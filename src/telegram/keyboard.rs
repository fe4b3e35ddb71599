//! The two-button format prompt and its callback payload.
//!
//! Payload format is `<mode>|<url>`. Telegram rejects `callback_data` longer
//! than 64 bytes, so long links are parked in a [`UrlStash`] and the payload
//! carries `<mode>|#<token>` instead.

use moka::sync::Cache;
use std::str::FromStr;
use std::sync::atomic::{AtomicU64, Ordering};
use std::time::Duration;
use teloxide::types::{InlineKeyboardButton, InlineKeyboardMarkup};
use thiserror::Error;

use crate::core::config;
use crate::download::DownloadMode;

const SEPARATOR: char = '|';
const TOKEN_PREFIX: char = '#';

/// Text of the prompt message
pub const CHOICE_PROMPT: &str = "Choose format:";

#[derive(Debug, Error, PartialEq)]
pub enum PayloadError {
    #[error("payload has no '|' separator")]
    Malformed,

    #[error("unknown mode {0:?}")]
    UnknownMode(String),

    #[error("link token {0:?} expired or unknown")]
    Expired(String),
}

/// Short-lived map from token to long URL.
pub struct UrlStash {
    cache: Cache<String, String>,
    next_id: AtomicU64,
}

impl UrlStash {
    pub fn new(ttl: Duration, capacity: u64) -> Self {
        Self {
            cache: Cache::builder().max_capacity(capacity).time_to_live(ttl).build(),
            next_id: AtomicU64::new(1),
        }
    }

    pub fn from_config() -> Self {
        Self::new(config::callback::stash_ttl(), config::callback::STASH_CAPACITY)
    }

    /// Stores `url` and returns the token that resolves to it.
    pub fn stash(&self, url: &str) -> String {
        let token = format!("{:x}", self.next_id.fetch_add(1, Ordering::Relaxed));
        self.cache.insert(token.clone(), url.to_string());
        token
    }

    pub fn resolve(&self, token: &str) -> Option<String> {
        self.cache.get(token)
    }
}

impl Default for UrlStash {
    fn default() -> Self {
        Self::from_config()
    }
}

/// Mode and link carried by a prompt button.
#[derive(Debug, Clone, PartialEq)]
pub struct ChoicePayload {
    pub mode: DownloadMode,
    pub url: String,
}

impl ChoicePayload {
    /// Parses `<mode>|<url>` or `<mode>|#<token>`.
    pub fn parse(data: &str, stash: &UrlStash) -> Result<Self, PayloadError> {
        let (mode, reference) = data.split_once(SEPARATOR).ok_or(PayloadError::Malformed)?;
        let mode = DownloadMode::from_str(mode).map_err(|_| PayloadError::UnknownMode(mode.to_string()))?;

        let url = match reference.strip_prefix(TOKEN_PREFIX) {
            Some(token) => stash
                .resolve(token)
                .ok_or_else(|| PayloadError::Expired(token.to_string()))?,
            None => reference.to_string(),
        };

        Ok(Self { mode, url })
    }

    /// Callback data for this choice, never longer than Telegram allows.
    pub fn encode(&self, stash: &UrlStash) -> String {
        payload(self.mode, &url_reference(&self.url, stash))
    }
}

/// What goes after the separator: the URL itself when every mode's payload fits, else a stash token.
fn url_reference(url: &str, stash: &UrlStash) -> String {
    let longest_mode = [DownloadMode::Video, DownloadMode::Audio]
        .iter()
        .map(|m| m.to_string().len())
        .max()
        .unwrap_or(0);

    if longest_mode + SEPARATOR.len_utf8() + url.len() <= config::callback::MAX_DATA_BYTES {
        url.to_string()
    } else {
        format!("{}{}", TOKEN_PREFIX, stash.stash(url))
    }
}

fn payload(mode: DownloadMode, reference: &str) -> String {
    format!("{}{}{}", mode, SEPARATOR, reference)
}

/// Two rows: video first, then audio.
pub fn choice_keyboard(url: &str, stash: &UrlStash) -> InlineKeyboardMarkup {
    let reference = url_reference(url, stash);

    InlineKeyboardMarkup::new(
        [DownloadMode::Video, DownloadMode::Audio]
            .into_iter()
            .map(|mode| vec![InlineKeyboardButton::callback(mode.button_label(), payload(mode, &reference))]),
    )
}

++++

--- DIRECTIONS ---
Please state only the number of lines above that hold the string "InlineKeyboardMarkup".

--- COMPLETED TASK ---
3